> [What is being asked]:
When a line below contains the word "Human", copy that line.

*** Input records ***

use serde::{Deserialize, Serialize};

/// A model-requested invocation of a registered tool.
///
/// `id` is unique within its conversation; `arguments_json` must parse as a
/// well-formed JSON object.
#[derive(Debug, Clone, PartialEq, Serialize, Deserialize)]
pub struct ToolCall {
    /// Unique id within the conversation.
    pub id: String,
    /// Name that must resolve in the tool registry.
    pub name: String,
    /// Serialized JSON object of arguments.
    pub arguments_json: String,
}

impl ToolCall {
    /// Build a tool call.
    pub fn new(id: impl Into<String>, name: impl Into<String>, arguments_json: String) -> Self {
        Self {
            id: id.into(),
            name: name.into(),
            arguments_json,
        }
    }

    /// Parse `arguments_json` into a JSON value.
    pub fn arguments(&self) -> Result<serde_json::Value, serde_json::Error> {
        serde_json::from_str(&self.arguments_json)
    }
}

/// Description of a tool the provider may offer to the model.
#[derive(Debug, Clone, Serialize, Deserialize)]
pub struct ToolDefinition {
    /// Tool name, as the model sees and invokes it.
    pub name: String,
    /// Human-readable description shown to the model.
    pub description: String,
    /// Minimal JSON-schema subset describing the argument object.
    pub parameters: serde_json::Value,
}

/// Budget classification of a tool, coarser than its name.
#[non_exhaustive]
#[derive(Debug, Clone, Copy, PartialEq, Eq, Hash, Serialize, Deserialize)]
#[serde(rename_all = "snake_case")]
pub enum ToolKind {
    /// Reads state without mutating it.
    Read,
    /// Mutates filesystem or external state.
    Write,
    /// Neither a read nor a write (e.g. arithmetic, subprocess).
    Other,
}

/// Outcome of executing one `ToolCall`, serialized into a `Message::Tool`'s
/// `content` field.
#[derive(Debug, Clone, PartialEq, Serialize, Deserialize)]
#[serde(untagged)]
pub enum ToolResult {
    /// The tool executed successfully.
    Success {
        /// Always `true`.
        ok: bool,
        /// Name of the tool that ran.
        tool: String,
        /// Tool-specific result payload.
        result: serde_json::Value,
    },
    /// The tool failed, was denied, or its dispatch raised.
    Failure {
        /// Always `false`.
        ok: bool,
        /// Name of the tool that was invoked.
        tool: String,
        /// Human-readable failure description.
        error: String,
        /// Optional structured detail.
        #[serde(skip_serializing_if = "Option::is_none")]
        details: Option<serde_json::Value>,
    },
}

impl ToolResult {
    /// Build a successful result.
    pub fn ok(tool: impl Into<String>, result: serde_json::Value) -> Self {
        Self::Success {
            ok: true,
            tool: tool.into(),
            result,
        }
    }

    /// Build a failed result with no extra detail.
    pub fn err(tool: impl Into<String>, error: impl Into<String>) -> Self {
        Self::Failure {
            ok: false,
            tool: tool.into(),
            error: error.into(),
            details: None,
        }
    }

    /// Build a failed result carrying structured detail.
    pub fn err_with_details(
        tool: impl Into<String>,
        error: impl Into<String>,
        details: serde_json::Value,
    ) -> Self {
        Self::Failure {
            ok: false,
            tool: tool.into(),
            error: error.into(),
            details: Some(details),
        }
    }

    /// Whether this result represents success.
    pub fn is_ok(&self) -> bool {
        matches!(self, Self::Success { .. })
    }

    /// Serialize to a compact JSON string, for embedding as `Message::Tool.content`.
    pub fn to_json_string(&self) -> String {
        serde_json::to_string(self).expect("ToolResult always serializes")
    }
}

*** End of Input records ***

> [Response area]:
    /// Human-readable description shown to the model.
        /// Human-readable failure description.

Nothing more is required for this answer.